Il PM2.5
PM (Particulate Matter) è il termine generico con il quale si definisce un mix di particelle solide e liquide (particolato) che si trovano in sospensione nell’aria. Il PM può avere origine sia da fenomeni naturali (processi di erosione del suolo, incendi boschivi, dispersione di pollini ecc.) sia da attività antropiche, in particolar modo dai processi di combustione e dal traffico veicolare (particolato primario). Esiste, inoltre, un particolato di origine secondaria che si genera in atmosfera per reazione di altri inquinanti come gli ossidi di azoto (NOx), il biossido di zolfo (SO2), l’ammoniaca (NH3) ed i Composti Organici Volatili (COV), per formare solfati, nitrati e sali di ammonio.
Gli studi epidemiologici hanno mostrato una correlazione tra le concentrazioni di polveri in aria e la manifestazione di malattie croniche alle vie respiratorie, in particolare asma, bronchiti, enfisemi ma anche malattie cardiovascolari e tumori. A livello di effetti indiretti inoltre il particolato agisce da veicolo per sostanze ad elevata tossicità, quali ad esempio gli idrocarburi policiclici aromatici.

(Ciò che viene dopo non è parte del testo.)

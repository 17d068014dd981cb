//! Shape validation and stride bookkeeping shared by every backend

use crate::error::{Error, Result};
use crate::Interpolate;
use ndarray::{CowArray, IxDyn};

/// Largest spatial rank any backend supports
pub const MAX_RANK: usize = 3;

/// Validated geometry of one sampling call
///
/// Image `(N, C, *in_shape)`, grid `(N, d, *out_shape)`, output
/// `(N, C, *out_shape)`, all row-major.
#[derive(Debug, Clone, PartialEq, Eq)]
pub struct SamplingLayout {
    pub batch: usize,
    pub channels: usize,
    pub in_shape: Vec<usize>,
    pub out_shape: Vec<usize>,
    in_strides: [usize; MAX_RANK],
}

impl SamplingLayout {
    /// Check that an image and a grid can be sampled together
    pub fn new(image_shape: &[usize], grid_shape: &[usize]) -> Result<Self> {
        if image_shape.len() < 3 {
            return Err(Error::shape(format!(
                "image must be (batch, channels, *spatial), got {image_shape:?}"
            )));
        }
        let rank = image_shape.len() - 2;
        if rank > MAX_RANK {
            return Err(Error::UnsupportedRank(rank));
        }
        if grid_shape.len() != image_shape.len() {
            return Err(Error::shape(format!(
                "grid {grid_shape:?} must have the same number of dimensions as image {image_shape:?}"
            )));
        }
        if grid_shape[0] != image_shape[0] {
            return Err(Error::shape(format!(
                "grid batch {} does not match image batch {}",
                grid_shape[0], image_shape[0]
            )));
        }
        if grid_shape[1] != rank {
            return Err(Error::shape(format!(
                "grid has {} coordinate components but the image has {rank} spatial dimensions",
                grid_shape[1]
            )));
        }

        let in_shape = image_shape[2..].to_vec();
        if let Some(axis) = in_shape.iter().position(|&s| s == 0) {
            return Err(Error::shape(format!(
                "image spatial axis {axis} is empty; nothing to interpolate from"
            )));
        }

        let mut in_strides = [0usize; MAX_RANK];
        let mut stride = 1;
        for a in (0..rank).rev() {
            in_strides[a] = stride;
            stride *= in_shape[a];
        }

        Ok(Self {
            batch: image_shape[0],
            channels: image_shape[1],
            in_shape,
            out_shape: grid_shape[2..].to_vec(),
            in_strides,
        })
    }

    /// Number of spatial dimensions `d`
    #[inline]
    pub fn rank(&self) -> usize {
        self.in_shape.len()
    }

    /// Voxels per image channel
    #[inline]
    pub fn in_voxels(&self) -> usize {
        self.in_shape.iter().product()
    }

    /// Voxels per output channel (and per grid component)
    #[inline]
    pub fn out_voxels(&self) -> usize {
        self.out_shape.iter().product()
    }

    /// Flat strides of the image spatial axes
    #[inline]
    pub fn in_strides(&self) -> &[usize] {
        &self.in_strides[..self.rank()]
    }

    pub fn image_shape(&self) -> Vec<usize> {
        [&[self.batch, self.channels][..], &self.in_shape].concat()
    }

    pub fn grid_shape(&self) -> Vec<usize> {
        [&[self.batch, self.rank()][..], &self.out_shape].concat()
    }

    pub fn output_shape(&self) -> Vec<usize> {
        [&[self.batch, self.channels][..], &self.out_shape].concat()
    }

    /// `grad_output` must have exactly the forward output shape
    pub fn check_grad_output(&self, shape: &[usize]) -> Result<()> {
        let expected = self.output_shape();
        if shape != expected.as_slice() {
            return Err(Error::shape(format!(
                "grad_output {shape:?} does not match output shape {expected:?}"
            )));
        }
        Ok(())
    }
}

/// The contiguous data behind a standard-layout array
///
/// Callers obtain the array from `ArrayViewD::as_standard_layout`, which only
/// copies when the view is not already row-major.
pub(crate) fn contiguous<'a, T: Interpolate>(array: &'a CowArray<'_, T, IxDyn>) -> Result<&'a [T]> {
    array
        .as_slice()
        .ok_or_else(|| Error::shape("array is not contiguous in standard layout"))
}

/// Validate spacing against a spatial rank
pub(crate) fn check_spacing(spacing: &[f64], rank: usize) -> Result<()> {
    if spacing.len() != rank {
        return Err(Error::shape(format!(
            "expected {rank} spacing values, got {}",
            spacing.len()
        )));
    }
    for (axis, &value) in spacing.iter().enumerate() {
        if !(value.is_finite() && value > 0.0) {
            return Err(Error::InvalidSpacing { axis, value });
        }
    }
    Ok(())
}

Le particelle di dimensioni inferiori costituiscono un pericolo maggiore per la salute umana, in quanto possono penetrare in profondità nell’apparato respiratorio; è per questo motivo che viene attuato il monitoraggio ambientale di PM10 e PM2.5 che rappresentano, rispettivamente, le frazioni di particolato aerodisperso aventi diametro aerodinamico inferiore a 10 µm e a 2.5 µm.
La normativa tecnica in materia di qualità dell’aria fissa il valore limite di riferimento per la concentrazione atmosferica di PM2.5 a livello di 25 microgrammi/m3 come media annuale.
Recentemente (Linee Guida globali sulla qualità dell'aria AQG 2021) l’Organizzazione Mondiale della Sanità (OMS) ha portato il valore limite di riferimento per il PM2.5 a livello di 5 microgrammi/m3 come media annuale dai precedenti 10 microgrammi/m3 in considerazione del fatto che è ormai più che dimostrato che l'inquinamento atmosferico, anche a livelli molto bassi, è pericoloso e nuoce alla salute.
Questa notevole discrepanza è dovuta al fatto che l’OMS ha tenuto conto esclusivamente di aspetti sanitari, fissando il valore limite in base alle risultanze di numerosi studi epidemiologici. Questo valore limite rappresenta la soglia al di sopra della quale cominciano a manifestarsi effetti negativi per la salute umana.
Il valore di riferimento assunto dalla normativa europea, invece, è un compromesso fra le evidenze sanitarie e aspetti di altra natura, principalmente di natura economica e tecnologica.